_TASK ITEM_
Give back the data below exactly as it was given.
-------------------------
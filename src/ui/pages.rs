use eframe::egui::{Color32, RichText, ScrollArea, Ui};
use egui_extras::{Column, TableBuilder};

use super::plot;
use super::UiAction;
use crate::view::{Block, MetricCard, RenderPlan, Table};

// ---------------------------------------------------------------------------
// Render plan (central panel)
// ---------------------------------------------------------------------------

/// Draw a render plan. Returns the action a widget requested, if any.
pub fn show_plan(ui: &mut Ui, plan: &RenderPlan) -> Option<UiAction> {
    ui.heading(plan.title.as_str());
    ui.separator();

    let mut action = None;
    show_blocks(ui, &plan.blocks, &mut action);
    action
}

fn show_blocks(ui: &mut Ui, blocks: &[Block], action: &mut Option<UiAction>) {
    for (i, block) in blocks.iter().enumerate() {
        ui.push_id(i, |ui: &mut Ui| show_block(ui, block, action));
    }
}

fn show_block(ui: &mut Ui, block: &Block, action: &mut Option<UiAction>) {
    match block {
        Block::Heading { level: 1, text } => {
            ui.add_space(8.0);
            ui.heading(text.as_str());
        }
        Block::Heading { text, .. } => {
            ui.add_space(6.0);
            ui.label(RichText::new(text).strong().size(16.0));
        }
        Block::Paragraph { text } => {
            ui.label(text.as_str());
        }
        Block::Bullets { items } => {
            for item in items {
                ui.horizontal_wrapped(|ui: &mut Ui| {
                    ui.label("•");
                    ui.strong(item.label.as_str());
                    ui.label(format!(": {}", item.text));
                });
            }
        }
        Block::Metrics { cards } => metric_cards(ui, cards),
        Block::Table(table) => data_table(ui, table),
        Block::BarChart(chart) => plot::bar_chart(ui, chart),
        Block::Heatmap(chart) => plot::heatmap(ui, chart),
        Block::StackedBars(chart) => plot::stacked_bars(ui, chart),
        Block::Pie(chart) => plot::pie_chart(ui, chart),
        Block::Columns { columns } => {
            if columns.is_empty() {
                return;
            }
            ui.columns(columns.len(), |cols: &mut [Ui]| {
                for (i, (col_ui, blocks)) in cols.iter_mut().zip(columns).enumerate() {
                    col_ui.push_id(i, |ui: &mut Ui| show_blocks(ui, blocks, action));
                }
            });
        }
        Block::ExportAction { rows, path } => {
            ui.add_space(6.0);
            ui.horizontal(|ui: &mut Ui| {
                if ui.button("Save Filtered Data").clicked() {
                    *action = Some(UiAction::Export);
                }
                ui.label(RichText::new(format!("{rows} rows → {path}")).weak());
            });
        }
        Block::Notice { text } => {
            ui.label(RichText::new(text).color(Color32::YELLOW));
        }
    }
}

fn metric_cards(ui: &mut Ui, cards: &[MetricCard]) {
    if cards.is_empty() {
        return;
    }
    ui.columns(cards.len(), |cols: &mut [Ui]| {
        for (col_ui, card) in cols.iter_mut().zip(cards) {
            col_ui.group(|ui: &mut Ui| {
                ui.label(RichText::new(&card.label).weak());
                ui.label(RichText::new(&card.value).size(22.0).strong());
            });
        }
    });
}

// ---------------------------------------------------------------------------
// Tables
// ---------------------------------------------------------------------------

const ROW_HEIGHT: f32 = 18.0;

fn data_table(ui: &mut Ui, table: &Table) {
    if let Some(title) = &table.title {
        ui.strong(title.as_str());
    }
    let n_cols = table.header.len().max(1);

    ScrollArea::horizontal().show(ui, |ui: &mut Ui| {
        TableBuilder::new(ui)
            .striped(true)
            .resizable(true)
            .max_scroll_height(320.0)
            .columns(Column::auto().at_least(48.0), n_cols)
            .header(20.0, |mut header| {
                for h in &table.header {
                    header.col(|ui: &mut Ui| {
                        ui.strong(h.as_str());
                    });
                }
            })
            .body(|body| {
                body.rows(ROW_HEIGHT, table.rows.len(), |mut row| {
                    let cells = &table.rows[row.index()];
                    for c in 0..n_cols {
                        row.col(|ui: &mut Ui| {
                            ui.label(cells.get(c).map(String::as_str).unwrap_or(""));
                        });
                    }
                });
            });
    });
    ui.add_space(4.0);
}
-------------------------
_SOLUTION TO THIS TASK_
filename src/ui/pages.rs
use eframe::egui::{Color32, RichText, ScrollArea, Ui};
use egui_extras::{Column, TableBuilder};

use super::plot;
use super::UiAction;
use crate::view::{Block, MetricCard, RenderPlan, Table};

// ---------------------------------------------------------------------------
// Render plan (central panel)
// ---------------------------------------------------------------------------

/// Draw a render plan. Returns the action a widget requested, if any.
pub fn show_plan(ui: &mut Ui, plan: &RenderPlan) -> Option<UiAction> {
    ui.heading(plan.title.as_str());
    ui.separator();

    let mut action = None;
    show_blocks(ui, &plan.blocks, &mut action);
    action
}

fn show_blocks(ui: &mut Ui, blocks: &[Block], action: &mut Option<UiAction>) {
    for (i, block) in blocks.iter().enumerate() {
        ui.push_id(i, |ui: &mut Ui| show_block(ui, block, action));
    }
}

fn show_block(ui: &mut Ui, block: &Block, action: &mut Option<UiAction>) {
    match block {
        Block::Heading { level: 1, text } => {
            ui.add_space(8.0);
            ui.heading(text.as_str());
        }
        Block::Heading { text, .. } => {
            ui.add_space(6.0);
            ui.label(RichText::new(text).strong().size(16.0));
        }
        Block::Paragraph { text } => {
            ui.label(text.as_str());
        }
        Block::Bullets { items } => {
            for item in items {
                ui.horizontal_wrapped(|ui: &mut Ui| {
                    ui.label("•");
                    ui.strong(item.label.as_str());
                    ui.label(format!(": {}", item.text));
                });
            }
        }
        Block::Metrics { cards } => metric_cards(ui, cards),
        Block::Table(table) => data_table(ui, table),
        Block::BarChart(chart) => plot::bar_chart(ui, chart),
        Block::Heatmap(chart) => plot::heatmap(ui, chart),
        Block::StackedBars(chart) => plot::stacked_bars(ui, chart),
        Block::Pie(chart) => plot::pie_chart(ui, chart),
        Block::Columns { columns } => {
            if columns.is_empty() {
                return;
            }
            ui.columns(columns.len(), |cols: &mut [Ui]| {
                for (i, (col_ui, blocks)) in cols.iter_mut().zip(columns).enumerate() {
                    col_ui.push_id(i, |ui: &mut Ui| show_blocks(ui, blocks, action));
                }
            });
        }
        Block::ExportAction { rows, path } => {
            ui.add_space(6.0);
            ui.horizontal(|ui: &mut Ui| {
                if ui.button("Save Filtered Data").clicked() {
                    *action = Some(UiAction::Export);
                }
                ui.label(RichText::new(format!("{rows} rows → {path}")).weak());
            });
        }
        Block::Notice { text } => {
            ui.label(RichText::new(text).color(Color32::YELLOW));
        }
    }
}

fn metric_cards(ui: &mut Ui, cards: &[MetricCard]) {
    if cards.is_empty() {
        return;
    }
    ui.columns(cards.len(), |cols: &mut [Ui]| {
        for (col_ui, card) in cols.iter_mut().zip(cards) {
            col_ui.group(|ui: &mut Ui| {
                ui.label(RichText::new(&card.label).weak());
                ui.label(RichText::new(&card.value).size(22.0).strong());
            });
        }
    });
}

// ---------------------------------------------------------------------------
// Tables
// ---------------------------------------------------------------------------

const ROW_HEIGHT: f32 = 18.0;

fn data_table(ui: &mut Ui, table: &Table) {
    if let Some(title) = &table.title {
        ui.strong(title.as_str());
    }
    let n_cols = table.header.len().max(1);

    ScrollArea::horizontal().show(ui, |ui: &mut Ui| {
        TableBuilder::new(ui)
            .striped(true)
            .resizable(true)
            .max_scroll_height(320.0)
            .columns(Column::auto().at_least(48.0), n_cols)
            .header(20.0, |mut header| {
                for h in &table.header {
                    header.col(|ui: &mut Ui| {
                        ui.strong(h.as_str());
                    });
                }
            })
            .body(|body| {
                body.rows(ROW_HEIGHT, table.rows.len(), |mut row| {
                    let cells = &table.rows[row.index()];
                    for c in 0..n_cols {
                        row.col(|ui: &mut Ui| {
                            ui.label(cells.get(c).map(String::as_str).unwrap_or(""));
                        });
                    }
                });
            });
    });
    ui.add_space(4.0);
}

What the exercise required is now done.